== Stored data ==
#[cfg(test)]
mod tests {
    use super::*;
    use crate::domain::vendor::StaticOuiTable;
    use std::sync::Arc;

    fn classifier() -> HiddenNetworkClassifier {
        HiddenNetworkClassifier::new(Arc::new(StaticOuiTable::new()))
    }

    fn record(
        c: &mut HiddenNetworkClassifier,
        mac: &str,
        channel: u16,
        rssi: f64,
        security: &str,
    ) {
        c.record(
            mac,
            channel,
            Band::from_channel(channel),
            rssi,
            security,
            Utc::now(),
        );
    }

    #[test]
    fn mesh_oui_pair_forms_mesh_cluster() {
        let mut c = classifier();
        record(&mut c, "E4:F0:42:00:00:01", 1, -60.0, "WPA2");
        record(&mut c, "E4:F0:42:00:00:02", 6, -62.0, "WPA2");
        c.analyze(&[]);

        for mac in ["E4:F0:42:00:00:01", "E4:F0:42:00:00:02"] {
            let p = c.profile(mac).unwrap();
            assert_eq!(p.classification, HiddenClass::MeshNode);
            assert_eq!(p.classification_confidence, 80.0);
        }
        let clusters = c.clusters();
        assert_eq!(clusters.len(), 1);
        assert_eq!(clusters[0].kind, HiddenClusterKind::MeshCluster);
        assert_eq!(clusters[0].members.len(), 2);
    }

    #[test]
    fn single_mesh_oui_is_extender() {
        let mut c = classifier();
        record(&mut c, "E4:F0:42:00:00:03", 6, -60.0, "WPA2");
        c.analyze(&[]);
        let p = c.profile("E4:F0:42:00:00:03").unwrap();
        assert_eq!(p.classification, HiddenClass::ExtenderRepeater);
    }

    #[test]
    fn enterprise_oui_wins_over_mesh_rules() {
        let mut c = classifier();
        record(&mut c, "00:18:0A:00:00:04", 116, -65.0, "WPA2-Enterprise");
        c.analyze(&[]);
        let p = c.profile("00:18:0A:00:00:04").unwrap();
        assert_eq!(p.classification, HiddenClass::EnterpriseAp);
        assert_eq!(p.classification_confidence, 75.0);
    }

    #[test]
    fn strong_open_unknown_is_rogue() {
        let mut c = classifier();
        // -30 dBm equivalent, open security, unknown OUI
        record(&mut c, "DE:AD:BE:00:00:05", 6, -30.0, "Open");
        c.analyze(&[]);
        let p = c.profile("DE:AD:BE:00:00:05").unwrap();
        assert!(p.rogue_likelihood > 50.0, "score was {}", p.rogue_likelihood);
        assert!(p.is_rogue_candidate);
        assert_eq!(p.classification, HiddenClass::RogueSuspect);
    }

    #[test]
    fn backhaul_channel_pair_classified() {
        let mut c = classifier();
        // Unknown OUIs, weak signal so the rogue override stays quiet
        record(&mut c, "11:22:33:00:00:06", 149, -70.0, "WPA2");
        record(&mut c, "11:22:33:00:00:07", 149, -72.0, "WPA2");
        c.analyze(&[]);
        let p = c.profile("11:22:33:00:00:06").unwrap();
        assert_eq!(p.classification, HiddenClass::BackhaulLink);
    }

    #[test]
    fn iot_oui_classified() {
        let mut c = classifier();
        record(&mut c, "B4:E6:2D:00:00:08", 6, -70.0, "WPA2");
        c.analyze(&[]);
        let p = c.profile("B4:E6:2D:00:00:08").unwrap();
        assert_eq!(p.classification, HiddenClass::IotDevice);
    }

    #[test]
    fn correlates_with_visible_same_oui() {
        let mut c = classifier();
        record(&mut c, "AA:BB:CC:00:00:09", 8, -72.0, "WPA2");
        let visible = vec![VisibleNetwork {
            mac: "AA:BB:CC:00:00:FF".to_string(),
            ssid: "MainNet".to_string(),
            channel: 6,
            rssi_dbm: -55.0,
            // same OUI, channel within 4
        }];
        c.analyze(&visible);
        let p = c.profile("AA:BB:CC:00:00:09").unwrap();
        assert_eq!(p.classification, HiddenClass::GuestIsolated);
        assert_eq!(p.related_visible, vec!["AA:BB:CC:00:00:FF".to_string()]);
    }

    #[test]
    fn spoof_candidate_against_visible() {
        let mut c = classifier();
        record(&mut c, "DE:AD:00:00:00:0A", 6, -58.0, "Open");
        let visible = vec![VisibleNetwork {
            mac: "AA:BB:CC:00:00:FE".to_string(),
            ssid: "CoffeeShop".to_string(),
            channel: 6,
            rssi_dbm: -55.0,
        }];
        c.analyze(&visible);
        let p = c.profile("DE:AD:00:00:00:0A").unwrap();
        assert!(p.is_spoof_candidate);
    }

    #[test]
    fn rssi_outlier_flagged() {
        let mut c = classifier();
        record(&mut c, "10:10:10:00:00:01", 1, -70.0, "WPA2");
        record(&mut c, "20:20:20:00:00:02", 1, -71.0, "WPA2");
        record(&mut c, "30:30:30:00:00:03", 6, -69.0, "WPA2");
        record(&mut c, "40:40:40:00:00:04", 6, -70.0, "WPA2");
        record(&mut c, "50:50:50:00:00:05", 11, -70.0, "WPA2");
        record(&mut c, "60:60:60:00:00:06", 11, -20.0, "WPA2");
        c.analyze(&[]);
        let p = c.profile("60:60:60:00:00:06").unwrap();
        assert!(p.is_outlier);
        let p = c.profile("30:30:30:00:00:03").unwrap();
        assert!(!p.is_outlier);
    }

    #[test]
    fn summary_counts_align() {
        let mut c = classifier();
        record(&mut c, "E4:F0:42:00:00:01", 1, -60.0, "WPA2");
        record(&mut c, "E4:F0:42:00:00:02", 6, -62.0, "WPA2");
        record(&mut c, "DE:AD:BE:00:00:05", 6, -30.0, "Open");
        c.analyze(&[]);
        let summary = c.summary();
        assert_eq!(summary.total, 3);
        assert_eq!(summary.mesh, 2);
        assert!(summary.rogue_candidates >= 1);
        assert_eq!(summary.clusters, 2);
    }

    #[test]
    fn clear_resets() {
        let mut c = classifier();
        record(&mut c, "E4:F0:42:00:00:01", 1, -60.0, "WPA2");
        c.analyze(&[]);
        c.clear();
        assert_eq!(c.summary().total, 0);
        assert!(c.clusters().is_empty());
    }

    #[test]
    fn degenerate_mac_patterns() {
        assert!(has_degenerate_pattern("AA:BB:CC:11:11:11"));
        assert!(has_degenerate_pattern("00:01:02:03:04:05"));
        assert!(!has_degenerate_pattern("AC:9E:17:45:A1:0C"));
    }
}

--

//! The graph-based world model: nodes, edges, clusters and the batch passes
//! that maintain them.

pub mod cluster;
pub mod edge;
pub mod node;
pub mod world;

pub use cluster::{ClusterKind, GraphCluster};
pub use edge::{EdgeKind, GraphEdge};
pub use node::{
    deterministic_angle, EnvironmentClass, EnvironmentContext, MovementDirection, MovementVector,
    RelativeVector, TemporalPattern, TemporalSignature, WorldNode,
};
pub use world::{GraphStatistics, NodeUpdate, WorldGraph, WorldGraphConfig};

---

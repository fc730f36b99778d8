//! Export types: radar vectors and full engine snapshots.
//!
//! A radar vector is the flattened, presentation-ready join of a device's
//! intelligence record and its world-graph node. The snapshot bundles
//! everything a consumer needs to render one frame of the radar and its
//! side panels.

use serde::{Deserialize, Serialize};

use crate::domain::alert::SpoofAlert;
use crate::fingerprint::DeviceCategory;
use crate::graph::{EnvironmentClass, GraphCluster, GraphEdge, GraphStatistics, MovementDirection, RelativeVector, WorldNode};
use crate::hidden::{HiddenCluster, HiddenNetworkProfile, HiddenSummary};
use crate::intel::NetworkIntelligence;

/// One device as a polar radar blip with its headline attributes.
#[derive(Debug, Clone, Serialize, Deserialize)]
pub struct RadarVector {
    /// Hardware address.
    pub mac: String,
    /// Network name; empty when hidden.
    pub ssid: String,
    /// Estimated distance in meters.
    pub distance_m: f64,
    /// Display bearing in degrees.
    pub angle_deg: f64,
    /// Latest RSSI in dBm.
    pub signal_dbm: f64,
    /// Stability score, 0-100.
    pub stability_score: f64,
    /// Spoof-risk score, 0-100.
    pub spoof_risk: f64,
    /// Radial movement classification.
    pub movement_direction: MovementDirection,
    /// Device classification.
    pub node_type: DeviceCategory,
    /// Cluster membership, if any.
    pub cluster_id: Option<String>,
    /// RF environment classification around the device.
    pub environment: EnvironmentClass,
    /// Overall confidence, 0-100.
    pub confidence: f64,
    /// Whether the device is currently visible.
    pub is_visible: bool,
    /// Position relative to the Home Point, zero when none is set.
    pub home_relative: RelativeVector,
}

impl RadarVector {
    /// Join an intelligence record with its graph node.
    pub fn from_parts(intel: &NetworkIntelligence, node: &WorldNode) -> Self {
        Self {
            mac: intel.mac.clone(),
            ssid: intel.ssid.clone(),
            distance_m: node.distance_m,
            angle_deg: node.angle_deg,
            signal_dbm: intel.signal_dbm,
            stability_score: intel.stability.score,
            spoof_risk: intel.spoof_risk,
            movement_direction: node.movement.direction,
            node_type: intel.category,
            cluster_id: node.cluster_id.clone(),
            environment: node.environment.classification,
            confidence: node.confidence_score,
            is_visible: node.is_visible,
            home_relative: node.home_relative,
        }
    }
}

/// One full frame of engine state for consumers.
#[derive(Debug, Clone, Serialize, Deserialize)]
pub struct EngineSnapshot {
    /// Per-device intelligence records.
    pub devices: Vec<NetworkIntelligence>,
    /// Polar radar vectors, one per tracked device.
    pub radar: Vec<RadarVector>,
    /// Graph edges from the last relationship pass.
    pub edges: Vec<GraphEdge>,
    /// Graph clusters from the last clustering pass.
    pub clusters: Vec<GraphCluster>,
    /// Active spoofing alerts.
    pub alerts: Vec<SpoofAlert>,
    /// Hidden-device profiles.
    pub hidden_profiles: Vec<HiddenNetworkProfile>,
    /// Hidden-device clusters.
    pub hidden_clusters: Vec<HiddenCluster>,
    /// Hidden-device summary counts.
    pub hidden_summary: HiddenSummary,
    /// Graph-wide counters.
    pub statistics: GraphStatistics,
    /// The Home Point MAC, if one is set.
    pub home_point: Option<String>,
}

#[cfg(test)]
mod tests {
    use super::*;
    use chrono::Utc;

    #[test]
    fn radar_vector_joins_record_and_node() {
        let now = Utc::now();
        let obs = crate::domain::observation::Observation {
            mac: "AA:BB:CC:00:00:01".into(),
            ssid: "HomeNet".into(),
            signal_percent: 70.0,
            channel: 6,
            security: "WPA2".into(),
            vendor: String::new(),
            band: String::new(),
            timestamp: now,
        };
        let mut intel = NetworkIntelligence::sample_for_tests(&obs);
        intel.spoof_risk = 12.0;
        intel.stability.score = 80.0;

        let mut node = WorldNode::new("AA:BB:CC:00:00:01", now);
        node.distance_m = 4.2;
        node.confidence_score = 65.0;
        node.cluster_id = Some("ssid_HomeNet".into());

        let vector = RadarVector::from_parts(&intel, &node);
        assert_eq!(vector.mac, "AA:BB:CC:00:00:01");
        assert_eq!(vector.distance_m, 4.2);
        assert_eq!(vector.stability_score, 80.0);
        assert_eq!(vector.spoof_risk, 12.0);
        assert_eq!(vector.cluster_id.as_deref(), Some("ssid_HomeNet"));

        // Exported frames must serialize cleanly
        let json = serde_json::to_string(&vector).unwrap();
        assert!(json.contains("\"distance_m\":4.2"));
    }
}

== EXERCISE ==
Only a number is expected here: how many lines above contain the word "Self".

== YOUR SOLUTION ==
2